Random Encounter 9

From Anainn’s Random Encounter thread on the SoE realm forum. I picked 9 for Tripsy and got #9: You have been gnome-napped!

Sodding fel. This was not her blanket.

Suddenly awake, she froze, willing herself to feel the warmth of–no. No one else in the bed. She went from panic to high alert. Slowly, she lifted her head. A flowered comforter. A nightstand. Candleholder with unburnt candle. No neighboring pillow with a dent in it.

To all appearances she was alone, but where? This was a bad thing to not remember.
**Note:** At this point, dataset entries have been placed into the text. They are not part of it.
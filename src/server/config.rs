use std::fs;
use std::path::PathBuf;
use std::sync::Arc;

use anyhow::{bail, Context, Result};
use log::{info, warn};
use once_cell::sync::Lazy;
use openssl::ssl::{SslAcceptor, SslAcceptorBuilder, SslMethod};
use regex::Regex;
use serde::{Deserialize, Serialize};

use crate::api::user::UserData;
use crate::config::{check_range, CommonConfig, PathSet};
use crate::dirs;
use crate::router::Router;

use super::auth::jwt::{JwtTokenGenerator, JwtTokenValidator};
use super::auth::rsa;
use super::context::ServerContext;
use super::restful::RestfulServer;

#[derive(Debug, Serialize, Deserialize, Clone)]
pub struct ServerConfig {
    #[serde(default = "ServerConfig::default_bind")]
    pub bind: String,

    #[serde(default)]
    pub ssl: bool,

    pub keep_alive_secs: Option<u64>,

    pub workers: Option<u64>,

    #[serde(default = "ServerConfig::default_token_expiration_secs")]
    pub token_expiration_secs: u64,

    /// The portal's user directory. The web application's backend owns the
    /// real one; the portal assigns roles here.
    #[serde(default = "ServerConfig::default_users")]
    pub users: Vec<UserAccount>,

    #[serde(skip)]
    pki_dir: PathBuf,
}

/// One account of the portal. `password` holds the sha256 hex digest of the
/// plain password concatenated with `salt`; the `ideahub password` command
/// prints both fields.
#[derive(Debug, Serialize, Deserialize, Clone)]
pub struct UserAccount {
    pub name: String,

    pub password: String,

    pub salt: String,

    pub role: String,

    #[serde(default)]
    pub id: u64,

    #[serde(default)]
    pub email: String,

    #[serde(default)]
    pub phone: String,

    #[serde(default)]
    pub profile: String,
}

impl UserAccount {
    pub fn user_data(&self) -> UserData {
        UserData {
            id: self.id,
            name: self.name.clone(),
            email: self.email.clone(),
            role: self.role.clone(),
            phone: self.phone.clone(),
            profile: self.profile.clone(),
        }
    }
}

static NAME_REGEX: Lazy<Regex> = Lazy::new(|| Regex::new(r"^[a-zA-Z0-9_]+$").unwrap());

impl Default for ServerConfig {
    fn default() -> Self {
        ServerConfig {
            bind: Self::default_bind(),
            ssl: false,
            keep_alive_secs: None,
            workers: None,
            token_expiration_secs: Self::default_token_expiration_secs(),
            users: Self::default_users(),
            pki_dir: PathBuf::new(),
        }
    }
}

impl CommonConfig for ServerConfig {
    fn complete(&mut self, ps: &PathSet) -> Result<()> {
        if self.bind.is_empty() {
            bail!("bind is required");
        }

        check_range(
            "token_expiration_secs",
            self.token_expiration_secs,
            Self::MIN_TOKEN_EXPIRATION_SECS,
            Self::MAX_TOKEN_EXPIRATION_SECS,
        )?;

        if let Some(keep_alive_secs) = self.keep_alive_secs {
            if keep_alive_secs == 0 {
                bail!("keep_alive_secs must be greater than 0");
            }
        }

        if let Some(workers) = self.workers {
            if workers == 0 {
                bail!("workers must be greater than 0");
            }
        }

        if self.users.is_empty() {
            bail!("at least one user account is required");
        }
        for (idx, account) in self.users.iter().enumerate() {
            account
                .validate()
                .with_context(|| format!("validate user account at index {idx}"))?;
        }
        for account in self.users.iter() {
            let count = self.users.iter().filter(|u| u.name == account.name).count();
            if count > 1 {
                bail!("duplicate user account '{}'", account.name);
            }
        }
        if self
            .users
            .iter()
            .any(|u| u.password == Self::DEFAULT_ADMIN_PASSWORD_HASH)
        {
            warn!("Using default admin password IS DANGEROUS, please change it in production");
        }

        self.pki_dir = ps.pki_dir.clone();
        dirs::ensure_dir_exists(&self.pki_dir).context("ensure pki dir")?;

        Ok(())
    }
}

impl UserAccount {
    fn validate(&self) -> Result<()> {
        if self.name.is_empty() {
            bail!("account name is required");
        }
        if !NAME_REGEX.is_match(&self.name) {
            bail!("invalid account name '{}'", self.name);
        }
        if self.password.len() != 64 || !self.password.chars().all(|c| c.is_ascii_hexdigit()) {
            bail!(
                "account '{}' password must be a sha256 hex digest",
                self.name
            );
        }
        if self.salt.is_empty() {
            bail!("account '{}' salt is required", self.name);
        }
        if self.role.is_empty() {
            bail!("account '{}' role is required", self.name);
        }
        Ok(())
    }
}

impl ServerConfig {
    const MIN_TOKEN_EXPIRATION_SECS: u64 = 60;
    const MAX_TOKEN_EXPIRATION_SECS: u64 = 60 * 60 * 24 * 365;

    /// sha256("admin_password123" + default salt)
    const DEFAULT_ADMIN_PASSWORD_HASH: &'static str =
        "3e752a9e84e719d1876255ef747b8788aacb95e23d3a1d1aac481e222ccb6558";

    pub fn build_ctx(&self) -> Result<Arc<ServerContext>> {
        let router = Router::load().context("load route registry")?;

        // An account role that resolves to no policy is a configuration typo
        for account in self.users.iter() {
            if router.evaluator().policies().get(&account.role).is_none() {
                bail!(
                    "account '{}' has unknown role '{}'",
                    account.name,
                    account.role
                );
            }
        }

        let (token_public, token_private) = self.read_jwt_keys()?;
        let jwt_generator = JwtTokenGenerator::new(&token_private, self.token_expiration_secs)
            .context("init jwt token generator")?;
        let jwt_validator =
            JwtTokenValidator::new(&token_public).context("init jwt token validator")?;

        let ctx = ServerContext {
            cfg: self.clone(),
            jwt_generator,
            jwt_validator,
            router,
        };
        Ok(Arc::new(ctx))
    }

    pub fn build_restful_server(&self, ctx: Arc<ServerContext>) -> Result<RestfulServer> {
        let mut srv = RestfulServer::new(self.bind.clone(), ctx);
        if self.ssl {
            let ssl = self.build_ssl()?;
            srv.set_ssl(ssl);
        }

        if let Some(keep_alive_secs) = self.keep_alive_secs {
            srv.set_keep_alive_secs(keep_alive_secs);
        }

        if let Some(workers) = self.workers {
            srv.set_workers(workers);
        }

        Ok(srv)
    }

    fn read_jwt_keys(&self) -> Result<(Vec<u8>, Vec<u8>)> {
        let public_key_path = self.pki_dir.join("token_public.pem");
        let private_key_path = self.pki_dir.join("token_private.pem");
        if public_key_path.exists() && private_key_path.exists() {
            let public_key = fs::read(&public_key_path).context("read token public key")?;
            let private_key = fs::read(&private_key_path).context("read token private key")?;
            return Ok((public_key, private_key));
        }

        info!("Token keys for jwt not exists, try to generate new ones");
        let (public_key, private_key) =
            rsa::generate_rsa_keys().context("generate keys for token")?;

        fs::write(&public_key_path, &public_key).context("write token public key")?;
        fs::write(&private_key_path, &private_key).context("write token private key")?;

        Ok((public_key, private_key))
    }

    fn build_ssl(&self) -> Result<SslAcceptorBuilder> {
        let key_path = self.pki_dir.join("key.pem");
        if !key_path.exists() {
            bail!("ssl key file not exists: {:?}", key_path);
        }

        let cert_path = self.pki_dir.join("cert.pem");
        if !cert_path.exists() {
            bail!("ssl cert file not exists: {:?}", cert_path);
        }

        let mut builder =
            SslAcceptor::mozilla_intermediate(SslMethod::tls()).context("init ssl acceptor")?;

        builder
            .set_private_key_file(&key_path, openssl::ssl::SslFiletype::PEM)
            .context("load ssl key file")?;
        builder
            .set_certificate_chain_file(&cert_path)
            .context("load ssl cert file")?;

        Ok(builder)
    }

    fn default_bind() -> String {
        String::from("127.0.0.1:9960")
    }

    fn default_token_expiration_secs() -> u64 {
        60 * 60 // 1 hour
    }

    fn default_users() -> Vec<UserAccount> {
        vec![UserAccount {
            name: String::from("admin"),
            password: String::from(Self::DEFAULT_ADMIN_PASSWORD_HASH),
            salt: String::from("k3Wq9zL4pXv8"),
            role: String::from("administrator"),
            id: 1,
            email: String::from("admin@magick.example"),
            phone: String::new(),
            profile: String::new(),
        }]
    }
}

#[cfg(test)]
mod tests {
    use super::*;

    fn complete(mut cfg: ServerConfig) -> Result<()> {
        let ps = PathSet {
            config_dir: PathBuf::from("_test_server_config"),
            data_dir: PathBuf::from("_test_server_config/data"),
            pki_dir: PathBuf::from("_test_server_config/pki"),
        };
        let result = cfg.complete(&ps);
        let _ = fs::remove_dir_all("_test_server_config");
        result
    }

    #[test]
    fn test_default_config() {
        complete(ServerConfig::default()).unwrap();
    }

    #[test]
    fn test_invalid_configs() {
        let mut cfg = ServerConfig::default();
        cfg.bind = String::new();
        assert!(complete(cfg).is_err());

        let mut cfg = ServerConfig::default();
        cfg.token_expiration_secs = 10;
        assert!(complete(cfg).is_err());

        let mut cfg = ServerConfig::default();
        cfg.users.clear();
        assert!(complete(cfg).is_err());

        let mut cfg = ServerConfig::default();
        cfg.users[0].password = String::from("plaintext");
        assert!(complete(cfg).is_err());

        let mut cfg = ServerConfig::default();
        cfg.users.push(cfg.users[0].clone());
        assert!(complete(cfg).is_err());

        let mut cfg = ServerConfig::default();
        cfg.workers = Some(0);
        assert!(complete(cfg).is_err());
    }
}
use anyhow::Result;

use crate::api::user::UserData;
use crate::time::current_timestamp;

use super::super::context::ServerContext;

/// Validates a bearer token and rebuilds the caller's profile. Name and role
/// come from the token claims; the rest of the profile is filled from the
/// account table when the account still exists.
pub fn auth_bearer_token(sc: &ServerContext, auth: String) -> Result<UserData> {
    let token_user = sc.jwt_validator.validate_token(&auth, current_timestamp())?;

    let mut user = match sc.find_account(&token_user.name) {
        Some(account) => account.user_data(),
        None => UserData {
            name: token_user.name,
            ..Default::default()
        },
    };
    user.role = token_user.role;

    Ok(user)
}
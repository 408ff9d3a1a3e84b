use std::io::{self, Read, Write};
use std::path::Path;

use anyhow::Result;
use file_lock::FileLock;

pub fn read_file_lock<P: AsRef<Path>>(path: P) -> Result<Option<Vec<u8>>> {
    let lock_opts = file_lock::FileOptions::new().read(true);
    let path = format!("{}", path.as_ref().display());
    let mut file = match FileLock::lock(&path, true, lock_opts) {
        Ok(file) => file,
        Err(err) if err.kind() == io::ErrorKind::NotFound => return Ok(None),
        Err(err) => return Err(err.into()),
    };

    let mut data = Vec::new();
    file.file.read_to_end(&mut data)?;
    Ok(Some(data))
}

pub fn write_file_lock<P: AsRef<Path>>(path: P, data: &[u8]) -> Result<()> {
    let lock_opts = file_lock::FileOptions::new()
        .write(true)
        .truncate(true)
        .create(true);
    let path = format!("{}", path.as_ref().display());
    let mut file = FileLock::lock(&path, true, lock_opts)?;
    file.file.write_all(data)?;
    Ok(())
}

#[cfg(test)]
mod tests {
    use std::fs;

    use super::*;

    const TEST_FILE: &str = "_test_filelock";
    const TEST_CONTENT: &[u8] = b"login state data";

    #[test]
    fn test_read_write() {
        let _ = fs::remove_file(TEST_FILE);

        assert!(read_file_lock(TEST_FILE).unwrap().is_none());

        write_file_lock(TEST_FILE, TEST_CONTENT).unwrap();
        let content = read_file_lock(TEST_FILE).unwrap().unwrap();
        assert_eq!(content, TEST_CONTENT);

        // Overwrite truncates previous content
        write_file_lock(TEST_FILE, b"short").unwrap();
        let content = read_file_lock(TEST_FILE).unwrap().unwrap();
        assert_eq!(content, b"short");

        fs::remove_file(TEST_FILE).unwrap();
    }
}
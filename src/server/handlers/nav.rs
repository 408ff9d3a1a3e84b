use std::sync::Arc;

use actix_web::web::{Data, Query};
use actix_web::{HttpRequest, HttpResponse};
use log::debug;
use serde::Deserialize;

use crate::api::nav::NavItem;
use crate::api::user::AllowResponse;
use crate::api::{ListResponse, Response};
use crate::auth_request;
use crate::roles::Feature;
use crate::server::context::ServerContext;
use crate::server::handlers::convert_response;

/// Returns the sidebar entries the caller's role may navigate to.
pub async fn get_nav(req: HttpRequest, sc: Data<Arc<ServerContext>>) -> HttpResponse {
    let session = auth_request!(sc.as_ref(), req);

    let items = sc.router.evaluator().navigable_items(&session);
    let total = items.len() as u64;
    convert_response::<ListResponse<NavItem>>(Response::with_data(ListResponse { items, total }))
}

#[derive(Debug, Deserialize)]
pub struct CaniQuery {
    pub path: Option<String>,

    pub feature: Option<String>,
}

/// Answers "can the caller open this path" or "can the caller use this
/// feature". Unknown features are never available, they are not an error.
pub async fn get_cani(
    req: HttpRequest,
    query: Query<CaniQuery>,
    sc: Data<Arc<ServerContext>>,
) -> HttpResponse {
    let session = auth_request!(sc.as_ref(), req);
    let evaluator = sc.router.evaluator();

    let allow = match (&query.path, &query.feature) {
        (Some(path), None) => evaluator.is_path_authorized(&session, path),
        (None, Some(feature)) => match Feature::from_name(feature) {
            Some(feature) => evaluator.is_feature_available(&session, feature),
            None => false,
        },
        _ => {
            return convert_response::<AllowResponse>(Response::bad_request(
                "exactly one of 'path' and 'feature' is required",
            ));
        }
    };

    debug!(
        "Cani {:?}/{:?} for role '{}': {allow}",
        query.path, query.feature, session.user_data.role
    );
    convert_response::<AllowResponse>(Response::with_data(AllowResponse { allow }))
}
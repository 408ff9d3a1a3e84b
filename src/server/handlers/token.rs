use std::sync::Arc;

use actix_web::web::Data;
use actix_web::{HttpRequest, HttpResponse};
use log::{debug, error};

use crate::api::user::TokenResponse;
use crate::api::Response;
use crate::auth_request;
use crate::server::context::ServerContext;
use crate::server::handlers::convert_response;
use crate::time::current_timestamp;

/// Issues a bearer token for the authenticated caller. This is the login
/// endpoint: the first request arrives with basic auth, everything after it
/// presents the token.
pub async fn get_token(req: HttpRequest, sc: Data<Arc<ServerContext>>) -> HttpResponse {
    let session = auth_request!(sc.as_ref(), req);

    debug!("Generate token for user: {}", session.user_data.name);
    match sc
        .jwt_generator
        .generate_token(&session.user_data, current_timestamp())
    {
        Ok(token) => convert_response::<TokenResponse>(Response::with_data(token)),
        Err(e) => {
            error!("Failed to generate token: {e:#}");
            convert_response::<TokenResponse>(Response::internal_server_error(
                "failed to generate token",
            ))
        }
    }
}
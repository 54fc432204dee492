use crate::error::Result;
use crate::model::UserRecord;
use chrono::{DateTime, Utc};

/// Abstract interface for raw account I/O.
/// This trait handles the "how" of reaching account records (filesystem vs memory),
/// while UserStore handles the "what" (caching, staleness, delete bookkeeping).
pub trait AccountBackend {
    // --- Directory ---

    /// Modification time of the accounts directory.
    /// Returns Ok(None) when the directory is unresolved or does not exist.
    fn directory_modified(&self) -> Result<Option<DateTime<Utc>>>;

    /// Usernames of every record file in the directory, in directory order.
    /// An absent directory yields an empty list.
    fn list_usernames(&self) -> Result<Vec<String>>;

    // --- Records ---

    /// Load one record. Returns Ok(None) if there is no backing file.
    fn load(&self, username: &str) -> Result<Option<UserRecord>>;

    /// Whether the backing file for `username` exists.
    fn exists(&self, username: &str) -> bool;

    /// Remove the backing file.
    fn delete(&self, username: &str) -> Result<()>;
}
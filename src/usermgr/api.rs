//! # API Facade
//!
//! The API layer is a **thin facade** over the command layer and the single
//! entry point a host (the CLI here, an admin panel elsewhere) talks to.
//!
//! It dispatches to `commands/*.rs`, converts host-shaped input (tasks,
//! request parameters) into plain arguments, and returns structured types.
//! It never renders, never prints and never decides on exit codes.
//!
//! ## Generic Over Collaborators
//!
//! `UserManager<B, C, E>` owns the store (account backend `B` plus cache `C`)
//! and the filter evaluator `E`:
//! - Production: `UserManager<FsBackend, FileCache, JinjaEvaluator>`
//! - Testing: `UserManager<MemBackend, MemoryCache, _>`

use crate::cache::CacheBackend;
use crate::config::ManagerConfig;
use crate::error::Result;
use crate::filter::ExpressionEvaluator;
use crate::store::backend::AccountBackend;
use crate::store::UserStore;

pub use crate::commands::list::{ListRequest, ListView};
pub use crate::commands::nav::{Badge, NavEntry, LOCATION, REQUIRED_PERMISSION};
pub use crate::commands::{CmdMessage, CmdResult, MessageLevel};

use crate::commands;

/// Tasks the manager can run on behalf of the host.
#[derive(Debug, Clone, PartialEq, Eq)]
pub enum Task {
    DeleteUser { username: String },
}

pub struct UserManager<B: AccountBackend, C: CacheBackend, E: ExpressionEvaluator> {
    store: UserStore<B, C>,
    evaluator: E,
    config: ManagerConfig,
}

impl<B: AccountBackend, C: CacheBackend, E: ExpressionEvaluator> UserManager<B, C, E> {
    pub fn new(store: UserStore<B, C>, evaluator: E, config: ManagerConfig) -> Self {
        Self {
            store,
            evaluator,
            config,
        }
    }

    /// Build the listing view for one request.
    pub fn handle_request(&self, request: &ListRequest) -> Result<ListView> {
        commands::list::run(&self.store, &self.evaluator, &self.config, request)
    }

    /// Run a task. `referrer` is where the host should go once it succeeded.
    pub fn handle_task(&self, task: &Task, referrer: &str) -> Result<CmdResult> {
        match task {
            Task::DeleteUser { username } => {
                commands::delete::run(&self.store, username, referrer)
            }
        }
    }

    pub fn nav(&self) -> Result<NavEntry> {
        commands::nav::run(&self.store)
    }

    pub fn usernames(&self) -> Result<Vec<String>> {
        self.store.usernames()
    }

    pub fn config(&self) -> &ManagerConfig {
        &self.config
    }
}
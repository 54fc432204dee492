//! # CLI Layer
//!
//! One possible client for the user manager. This is the only place that
//! reads the environment, parses arguments, writes to stdout, and picks the
//! concrete backends.
//!
//! ## Path Resolution
//!
//! Each directory is taken from the first source that provides it:
//!
//! | directory | flag         | environment        | fallback                      |
//! |-----------|--------------|--------------------|-------------------------------|
//! | accounts  | `--accounts` | `USERMGR_ACCOUNTS` | `accounts_dir` in config.json |
//! | cache     | `--cache`    | `USERMGR_CACHE`    | platform cache dir            |
//! | config    | `--config`   | `USERMGR_CONFIG`   | platform config dir           |
//!
//! An accounts directory that resolves nowhere is not an error: the listing
//! is simply empty.

use super::render::{print_messages, render_listing, render_text_list};
use super::setup::{Cli, Commands, OutputFormat};
use clap::Parser;
use directories::ProjectDirs;
use std::path::PathBuf;
use tracing::debug;
use usermgr::api::{CmdMessage, ListRequest, Task, UserManager};
use usermgr::cache::file::FileCache;
use usermgr::config::ManagerConfig;
use usermgr::error::{Result, UserMgrError};
use usermgr::filter::jinja::JinjaEvaluator;
use usermgr::logging;
use usermgr::pagination::parse_page;
use usermgr::store::fs_backend::FsBackend;
use usermgr::store::UserStore;

pub const ACCOUNTS_ENV: &str = "USERMGR_ACCOUNTS";
pub const CACHE_ENV: &str = "USERMGR_CACHE";
pub const CONFIG_ENV: &str = "USERMGR_CONFIG";

struct AppContext {
    api: UserManager<FsBackend, FileCache, JinjaEvaluator>,
    use_color: bool,
}

pub fn run() -> Result<()> {
    let cli = Cli::parse();
    logging::init(cli.verbose);

    let ctx = init_context(&cli)?;

    match cli.command.unwrap_or_default() {
        Commands::List {
            filter,
            page,
            list_style,
            output,
        } => handle_list(&ctx, filter, page, list_style, output),
        Commands::Delete { username, referrer } => handle_delete(&ctx, &username, &referrer),
        Commands::Usernames => handle_usernames(&ctx),
        Commands::Nav => handle_nav(&ctx),
        Commands::Config => handle_config(&ctx),
    }
}

fn init_context(cli: &Cli) -> Result<AppContext> {
    let project_dirs = ProjectDirs::from("com", "usermgr", "usermgr");

    let config_dir = resolve_dir(
        cli.config.clone(),
        CONFIG_ENV,
        project_dirs.as_ref().map(|d| d.config_dir().to_path_buf()),
    )
    .ok_or_else(|| UserMgrError::Config("Could not determine config dir".to_string()))?;
    let config = ManagerConfig::load(&config_dir)?;

    let cache_dir = resolve_dir(
        cli.cache.clone(),
        CACHE_ENV,
        project_dirs.as_ref().map(|d| d.cache_dir().to_path_buf()),
    )
    .ok_or_else(|| UserMgrError::Config("Could not determine cache dir".to_string()))?;

    let accounts_dir = resolve_dir(cli.accounts.clone(), ACCOUNTS_ENV, config.accounts_dir.clone());
    debug!(
        config = %config_dir.display(),
        cache = %cache_dir.display(),
        accounts = ?accounts_dir,
        "resolved directories"
    );

    let backend = FsBackend::new(accounts_dir).with_file_ext(&config.file_ext);
    let store = UserStore::new(backend, FileCache::new(cache_dir));
    let api = UserManager::new(store, JinjaEvaluator::new(), config);

    let use_color = !cli.no_color && console::Term::stdout().features().colors_supported();

    Ok(AppContext { api, use_color })
}

/// Flag, then environment, then fallback. Empty environment values count as unset.
fn resolve_dir(flag: Option<PathBuf>, env_key: &str, fallback: Option<PathBuf>) -> Option<PathBuf> {
    flag.or_else(|| {
        std::env::var_os(env_key)
            .filter(|v| !v.is_empty())
            .map(PathBuf::from)
    })
    .or(fallback)
}

fn handle_list(
    ctx: &AppContext,
    filter: String,
    page: Option<String>,
    list_style: Option<String>,
    output: OutputFormat,
) -> Result<()> {
    let request = ListRequest {
        filter,
        page: page.as_deref().and_then(parse_page),
        list_style,
    };
    let view = ctx.api.handle_request(&request)?;

    match output {
        OutputFormat::Json => {
            let json = serde_json::to_string_pretty(&view).map_err(UserMgrError::Serialization)?;
            println!("{}", json);
        }
        OutputFormat::Text => print!("{}", render_listing(&view, ctx.use_color)),
    }
    Ok(())
}

fn handle_delete(ctx: &AppContext, username: &str, referrer: &str) -> Result<()> {
    let task = Task::DeleteUser {
        username: username.to_string(),
    };
    let mut result = ctx.api.handle_task(&task, referrer)?;
    if let Some(location) = result.redirect.clone() {
        result.add_message(CmdMessage::info(format!("Redirecting to {}", location)));
    }
    print_messages(&result.messages, ctx.use_color);
    Ok(())
}

fn handle_usernames(ctx: &AppContext) -> Result<()> {
    let usernames = ctx.api.usernames()?;
    print!(
        "{}",
        render_text_list(&usernames, "No users found.", ctx.use_color)
    );
    Ok(())
}

fn handle_nav(ctx: &AppContext) -> Result<()> {
    let entry = ctx.api.nav()?;
    let json = serde_json::to_string_pretty(&entry).map_err(UserMgrError::Serialization)?;
    println!("{}", json);
    Ok(())
}

fn handle_config(ctx: &AppContext) -> Result<()> {
    let json =
        serde_json::to_string_pretty(ctx.api.config()).map_err(UserMgrError::Serialization)?;
    println!("{}", json);
    Ok(())
}
use serde::Serialize;

pub mod delete;
pub mod list;
pub mod nav;

#[derive(Debug, Clone, Copy, PartialEq, Eq, Serialize)]
#[serde(rename_all = "lowercase")]
pub enum MessageLevel {
    Info,
    Success,
    Warning,
}

#[derive(Debug, Clone, PartialEq, Eq, Serialize)]
pub struct CmdMessage {
    pub level: MessageLevel,
    pub content: String,
}

impl CmdMessage {
    pub fn info(content: impl Into<String>) -> Self {
        Self {
            level: MessageLevel::Info,
            content: content.into(),
        }
    }

    pub fn success(content: impl Into<String>) -> Self {
        Self {
            level: MessageLevel::Success,
            content: content.into(),
        }
    }

    pub fn warning(content: impl Into<String>) -> Self {
        Self {
            level: MessageLevel::Warning,
            content: content.into(),
        }
    }
}

/// Outcome of a task. Tasks answer with messages and, when the host should
/// navigate away, a redirect target instead of a body.
#[derive(Debug, Default, Clone, Serialize)]
pub struct CmdResult {
    pub affected_users: Vec<String>,
    pub messages: Vec<CmdMessage>,
    #[serde(skip_serializing_if = "Option::is_none")]
    pub redirect: Option<String>,
}

impl CmdResult {
    pub fn add_message(&mut self, message: CmdMessage) {
        self.messages.push(message);
    }

    pub fn with_redirect(mut self, location: impl Into<String>) -> Self {
        self.redirect = Some(location.into());
        self
    }
}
And why was she wearing flower print pajamas? This did not bode well. She sat up. What did she remember? She’d been home. Ironforge, the apartment, working on a design for a heat exchanger for the new engine idea. Situation normal, then. She had a pint of last month’s pale ale. Oh, and the duck. She’d gotten up to check the roasting duck because something smelled funny. Oh.

She searched the room. No sign of her leathers. A dress, in her size, and another godsawful flower print? Someone gassed her and dumped her in this? This had the stench of human all over it.

The morning air was bracing. She stepped out of the small cottage, still in the flowered pajamas. She didn’t terribly mind that her knives had also gone missing, as killing someone with her bare hands would be extremely satisfying right now.

A man, human, cycled past and saw her on the stoop. He waved. “Morning, number nine!” he called.

Tripsibet Teavalve was speechless.

The bicyclist squeaked off down the lane. The lane lined with cottages exactly like this one. Exactly except for the numerals on the front door of each. She went back inside number 9 and got dressed.

Tripsibet Teavalve walked in the direction she’d seen the bicylist squeak. She wore an ecru a-line dress cleverly printed with pale green vines, flowers the same shade as her hair and a numeral 9. Her sandals were the pebbly leather of natural plainstrider hide.

The sameness of the cottages had made her think there were a lot of them, but the end of the lane was only a few doors down. It opened onto a cobbled plaza lined with shops. Most of these were closed, but a knot of people were gathered at a kiosk opposite the entrance. She saw the erstwhile bicyclist absorbed in a newspaper and the consumption of a scone.

One person greeted her and then there was a ragged chorus of “Good morning, number nine!” Humans. Two dwarves. A gnome. “Have some tea, won’t you?”

“Just call me Tripsy. Who -are- you people?”

Laughter. “Good one, number nine.”

“Number nine!” the bicyclist beckoned to her. “We’re celebrities!”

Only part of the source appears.